How many lines in this data contain the string "StmtKind"? Reply with the number only.

[Dataset entries]
________________________
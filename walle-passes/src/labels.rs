//! Label collection pass.

use std::collections::HashMap;

use walle_parser::ast::{Program, Stmt, StmtKind};
use walle_parser::visitor::{walk_stmt, Visitor};
use walle_source::{CodeLocation, Error, Source};

/// Where a label is declared.
#[derive(Debug, Clone, Copy, PartialEq, Eq)]
pub struct LabelDecl {
    /// Index of the `Label` statement in [`Program::stmts`].
    pub index: usize,
    pub loc: CodeLocation,
}

/// Collects label declarations and `GoTo` references.
/// Labels may be referenced before they are declared, so references are only resolved in
/// [`LabelCollector::resolve`] once the whole program has been visited.
pub struct LabelCollector<'a> {
    /// First declaration of every label.
    labels: HashMap<&'a str, LabelDecl>,
    /// Every `GoTo` target, in program order.
    references: Vec<(&'a str, CodeLocation)>,
    /// Index of the statement currently visited.
    index: usize,
    source: &'a Source<'a>,
}

impl<'a> LabelCollector<'a> {
    pub fn new(source: &'a Source<'a>) -> Self {
        Self {
            labels: HashMap::new(),
            references: Vec::new(),
            index: 0,
            source,
        }
    }

    pub fn labels(&self) -> &HashMap<&'a str, LabelDecl> {
        &self.labels
    }

    /// Reports every `GoTo` whose target is never declared.
    pub fn resolve(&self) {
        for (label, loc) in &self.references {
            if !self.labels.contains_key(label) {
                self.source.errors.add_error(Error::semantic(
                    *loc,
                    format!("Label '{}' is not declared.", label),
                ));
            }
        }
    }
}

impl<'a> Visitor<'a> for LabelCollector<'a> {
    fn visit_program(&mut self, program: &'a Program) {
        for (index, stmt) in program.stmts.iter().enumerate() {
            self.index = index;
            self.visit_stmt(stmt);
        }
    }

    fn visit_stmt(&mut self, stmt: &'a Stmt) {
        match &stmt.kind {
            StmtKind::Label(label) => {
                if let Some(first) = self.labels.get(label.as_str()) {
                    self.source.errors.add_error(Error::semantic(
                        stmt.loc,
                        format!("Label '{}' is already declared at {}.", label, first.loc),
                    ));
                } else {
                    self.labels.insert(
                        label.as_str(),
                        LabelDecl {
                            index: self.index,
                            loc: stmt.loc,
                        },
                    );
                }
            }
            StmtKind::GoTo { label, .. } => self.references.push((label.as_str(), stmt.loc)),
            _ => {}
        }

        walk_stmt(self, stmt);
    }
}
________________________
• [WORKED SOLUTION]:
3